Directions for this task:
Every entry should be copied exactly, with nothing added or dropped.

[Supplied records Boundary: Start]

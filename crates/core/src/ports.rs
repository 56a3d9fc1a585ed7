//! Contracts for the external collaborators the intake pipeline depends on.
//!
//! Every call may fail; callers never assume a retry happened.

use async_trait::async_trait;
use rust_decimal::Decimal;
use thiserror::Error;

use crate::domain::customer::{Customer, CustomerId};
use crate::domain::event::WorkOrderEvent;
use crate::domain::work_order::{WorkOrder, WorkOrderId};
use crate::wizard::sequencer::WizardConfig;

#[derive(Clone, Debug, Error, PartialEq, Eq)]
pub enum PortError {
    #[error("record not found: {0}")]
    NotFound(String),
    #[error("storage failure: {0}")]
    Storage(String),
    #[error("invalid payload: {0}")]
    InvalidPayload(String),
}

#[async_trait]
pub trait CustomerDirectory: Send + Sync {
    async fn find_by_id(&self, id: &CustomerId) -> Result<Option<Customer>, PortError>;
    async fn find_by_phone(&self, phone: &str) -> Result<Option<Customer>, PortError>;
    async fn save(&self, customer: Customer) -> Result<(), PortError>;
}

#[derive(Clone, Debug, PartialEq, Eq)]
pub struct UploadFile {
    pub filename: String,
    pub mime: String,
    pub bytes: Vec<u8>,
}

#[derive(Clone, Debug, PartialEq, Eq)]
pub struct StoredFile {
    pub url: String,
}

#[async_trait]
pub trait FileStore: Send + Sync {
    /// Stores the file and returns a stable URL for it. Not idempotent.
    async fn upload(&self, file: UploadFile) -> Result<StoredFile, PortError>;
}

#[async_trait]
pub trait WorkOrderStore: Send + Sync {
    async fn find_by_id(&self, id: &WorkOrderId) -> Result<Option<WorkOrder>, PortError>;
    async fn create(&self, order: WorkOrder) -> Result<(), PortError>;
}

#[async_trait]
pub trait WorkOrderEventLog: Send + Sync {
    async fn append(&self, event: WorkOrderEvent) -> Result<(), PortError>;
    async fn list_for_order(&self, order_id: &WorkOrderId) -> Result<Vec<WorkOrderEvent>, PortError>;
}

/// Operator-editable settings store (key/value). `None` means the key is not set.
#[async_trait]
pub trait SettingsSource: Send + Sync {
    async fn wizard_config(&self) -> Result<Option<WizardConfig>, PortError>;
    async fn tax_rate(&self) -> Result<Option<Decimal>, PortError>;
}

[Supplied records Boundary: End]

Exercise response:
filename crates/core/src/ports.rs
repository 56a3d9fc1a585ed7
//! Contracts for the external collaborators the intake pipeline depends on.
//!
//! Every call may fail; callers never assume a retry happened.

use async_trait::async_trait;
use rust_decimal::Decimal;
use thiserror::Error;

use crate::domain::customer::{Customer, CustomerId};
use crate::domain::event::WorkOrderEvent;
use crate::domain::work_order::{WorkOrder, WorkOrderId};
use crate::wizard::sequencer::WizardConfig;

#[derive(Clone, Debug, Error, PartialEq, Eq)]
pub enum PortError {
    #[error("record not found: {0}")]
    NotFound(String),
    #[error("storage failure: {0}")]
    Storage(String),
    #[error("invalid payload: {0}")]
    InvalidPayload(String),
}

#[async_trait]
pub trait CustomerDirectory: Send + Sync {
    async fn find_by_id(&self, id: &CustomerId) -> Result<Option<Customer>, PortError>;
    async fn find_by_phone(&self, phone: &str) -> Result<Option<Customer>, PortError>;
    async fn save(&self, customer: Customer) -> Result<(), PortError>;
}

#[derive(Clone, Debug, PartialEq, Eq)]
pub struct UploadFile {
    pub filename: String,
    pub mime: String,
    pub bytes: Vec<u8>,
}

#[derive(Clone, Debug, PartialEq, Eq)]
pub struct StoredFile {
    pub url: String,
}

#[async_trait]
pub trait FileStore: Send + Sync {
    /// Stores the file and returns a stable URL for it. Not idempotent.
    async fn upload(&self, file: UploadFile) -> Result<StoredFile, PortError>;
}

#[async_trait]
pub trait WorkOrderStore: Send + Sync {
    async fn find_by_id(&self, id: &WorkOrderId) -> Result<Option<WorkOrder>, PortError>;
    async fn create(&self, order: WorkOrder) -> Result<(), PortError>;
}

#[async_trait]
pub trait WorkOrderEventLog: Send + Sync {
    async fn append(&self, event: WorkOrderEvent) -> Result<(), PortError>;
    async fn list_for_order(&self, order_id: &WorkOrderId) -> Result<Vec<WorkOrderEvent>, PortError>;
}

/// Operator-editable settings store (key/value). `None` means the key is not set.
#[async_trait]
pub trait SettingsSource: Send + Sync {
    async fn wizard_config(&self) -> Result<Option<WizardConfig>, PortError>;
    async fn tax_rate(&self) -> Result<Option<Decimal>, PortError>;
}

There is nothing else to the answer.